As sessões parlamentares foram-se sucedendo nas últimas semanas, sem que as verdadeiras reivindicações fossem atendidas. No início do mês, uma pequena multidão concentrou-se em frente ao Parlamento. Traziam consigo uma faixa que transparecia um alerta: “Estamos fartos de esperar.” Volodimir, um homem de 50 anos entrevistado pela AFP, reflectia precisamente esta fatiga. “As pessoas estão cansadas de esperar pelas emendas constitucionais, precisam de actos.”
Por trás dos receios dos manifestantes estava também a perspectiva de que Ianukovich fosse nomear uma personalidade da linha dura pró-russa para chefiar o governo. Na véspera, Moscovo anunciou que ia disponibilizar a segunda tranche (cerca de 1,5 mil milhões de euros) do empréstimo que tinha acordado com Ianukovich, de mais de 11 mil milhões. O anúncio foi visto como um estímulo para que o Presidente nomeasse um gabinete favorável aos olhos do Kremlin. A Rússia suspendeu o apoio económico à Ucrânia depois da queda do governo, afirmando querer aguardar pelo novo executivo. A linha de financiamento russa surgiu depois de Ianukovich ter rejeitado assinar um acordo comercial com a União Europeia, despertando um protesto generalizado em Novembro a favor de uma aproximação do país à Europa.
A oposição desdobrou-se nos últimos tempos em contactos internacionais para tentar obter um acordo semelhante do Ocidente, mas o máximo que conseguiu foram palavras de apoio e incentivo. Bruxelas faz depender uma possível ajuda financeira da implementação de um rigoroso programa de reformas económicas e já recusou entrar num “leilão” com Moscovo.
As cinzas da Maidan
O jogo da espera de Ianukovich terminou na noite desta terça-feira da pior forma possível. Ao dia mais violento seguiu-se a noite em que a Praça da Independência foi tomada pela polícia, numa operação “anti-terrorista”, como foi descrita pelos seus responsáveis.

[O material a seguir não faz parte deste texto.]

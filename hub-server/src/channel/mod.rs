//! Job channel transport layer
//!
//! Pluggable transport architecture:
//! ```text
//!         ┌────────────────────┐
//!         │   Transport Trait  │
//!         └────────┬───────────┘
//!                  │
//!          ┌───────┴───────┐
//!          ▼               ▼
//!     TcpTransport   MemoryTransport
//!     (network)      (in-process)
//! ```
//!
//! Wire frame, little-endian: kind (1) + request id (16) + correlation id
//! (16, nil = none) + per-sender sequence (8) + payload length (4) +
//! payload. `source`/`target` are hub-internal routing fields and never
//! cross the wire.

mod bus;
mod memory;
mod server;
mod tcp;

pub use bus::{ConnectedTerminal, MessageBus, TransportConfig};
pub use memory::MemoryTransport;
pub use tcp::TcpTransport;

use async_trait::async_trait;
use shared::message::{ChannelMessage, EventType};
use tokio::io::{AsyncReadExt, AsyncWriteExt};
use uuid::Uuid;

use crate::error::HubError;

/// Job channel transport
///
/// All transport implementations must support message reads and writes and
/// connection teardown.
#[async_trait]
pub trait Transport: Send + Sync + std::fmt::Debug {
    /// Read one message from the transport
    async fn read_message(&self) -> Result<ChannelMessage, HubError>;

    /// Write one message to the transport
    async fn write_message(&self, msg: &ChannelMessage) -> Result<(), HubError>;

    /// Close the connection
    async fn close(&self) -> Result<(), HubError>;

    /// Peer address, when the transport has one
    fn peer_addr(&self) -> Option<String> {
        None
    }
}

// ========== Frame helpers ==========

/// Read a ChannelMessage from an async stream
pub(crate) async fn read_from_stream<R: AsyncReadExt + Unpin>(
    reader: &mut R,
) -> Result<ChannelMessage, HubError> {
    // Event kind (1 byte)
    let mut kind_buf = [0u8; 1];
    match reader.read_exact(&mut kind_buf).await {
        Ok(_) => {}
        Err(e) if e.kind() == std::io::ErrorKind::UnexpectedEof => {
            return Err(HubError::TerminalDisconnected);
        }
        Err(e) => {
            return Err(HubError::internal(format!("Read kind failed: {}", e)));
        }
    }

    let event_type =
        EventType::try_from(kind_buf[0]).map_err(|_| HubError::invalid("Invalid event type"))?;

    // Request ID (16 bytes)
    let mut uuid_buf = [0u8; 16];
    reader
        .read_exact(&mut uuid_buf)
        .await
        .map_err(|e| HubError::internal(format!("Read request id failed: {}", e)))?;
    let request_id = Uuid::from_bytes(uuid_buf);

    // Correlation ID (16 bytes, nil = none)
    let mut correlation_buf = [0u8; 16];
    reader
        .read_exact(&mut correlation_buf)
        .await
        .map_err(|e| HubError::internal(format!("Read correlation id failed: {}", e)))?;
    let correlation_id_raw = Uuid::from_bytes(correlation_buf);
    let correlation_id = if correlation_id_raw.is_nil() {
        None
    } else {
        Some(correlation_id_raw)
    };

    // Per-sender sequence (8 bytes)
    let mut seq_buf = [0u8; 8];
    reader
        .read_exact(&mut seq_buf)
        .await
        .map_err(|e| HubError::internal(format!("Read sequence failed: {}", e)))?;
    let sequence = u64::from_le_bytes(seq_buf);

    // Payload length (4 bytes)
    let mut len_buf = [0u8; 4];
    reader
        .read_exact(&mut len_buf)
        .await
        .map_err(|e| HubError::internal(format!("Read len failed: {}", e)))?;
    let len = u32::from_le_bytes(len_buf) as usize;

    // Payload
    let mut payload = vec![0u8; len];
    reader
        .read_exact(&mut payload)
        .await
        .map_err(|e| HubError::internal(format!("Read payload failed: {}", e)))?;

    Ok(ChannelMessage {
        request_id,
        event_type,
        sequence,
        source: None,
        correlation_id,
        target: None,
        payload,
    })
}

/// Write a ChannelMessage to an async stream
pub(crate) async fn write_to_stream<W: AsyncWriteExt + Unpin>(
    writer: &mut W,
    msg: &ChannelMessage,
) -> Result<(), HubError> {
    let mut data = Vec::with_capacity(45 + msg.payload.len());
    data.push(msg.event_type as u8);
    data.extend_from_slice(msg.request_id.as_bytes());

    // Correlation id (16 bytes) - nil UUID stands for None
    let correlation_bytes = msg.correlation_id.unwrap_or(Uuid::nil()).into_bytes();
    data.extend_from_slice(&correlation_bytes);

    data.extend_from_slice(&msg.sequence.to_le_bytes());
    data.extend_from_slice(&(msg.payload.len() as u32).to_le_bytes());
    data.extend_from_slice(&msg.payload);

    writer
        .write_all(&data)
        .await
        .map_err(|e| HubError::internal(format!("Write failed: {}", e)))?;
    Ok(())
}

A meio da batalha, o líder do partido da oposição Udar, Vitali Klitschko, dirigiu-se directamente aos “países democráticos”. “O poder desencadeou uma guerra contra o seu próprio povo, os responsáveis dos países democráticos não podem continuar inactivos”, disse. O pedido de sempre foi repetido, mesmo durante o caos: “O único homem que pode resolver este conflito deve convocar eleições presidenciais e parlamentares antecipadas.”
Do lado do poder, o ministro dos Negócios Estrangeiros, Leonid Kozhara, apelou à comunidade internacional que condene “as forças radicais” que perpetraram “ataques armados a órgãos do governo, incendiaram edifícios e causaram danos pesados às forças de segurança”.
O futuro é agora incerto para a Ucrânia. A via negocial falhou, as ruas vão estar mais inflamadas do que nunca e parece ser difícil que as duas partes, cada vez mais polarizadas, consigam alcançar um acordo.
A violência levada a cabo pelos membros mais extremistas da oposição deu a Ianukovich a oportunidade de que estava à espera desde o início dos protestos – o desmantelamento dos acampamentos da Praça da Independência, a EuroMaidan.
Enquanto a polícia anti-motim dispersava a multidão da Praça da Independência, em várias cidades da parte ocidental da Ucrânia os edifícios da polícia eram invadidos, revelando, uma vez mais, um país dividido. Uma guerra civil seria o pior dos cenários, mas será uma ideia que poucos poderão afastar.
No espaço que simbolizou a luta da oposição nos últimos meses apenas irá ficar muita cinza. Em cinza parecem estar também as hipóteses de uma saída pacífica para a crise que engoliu o segundo maior país europeu.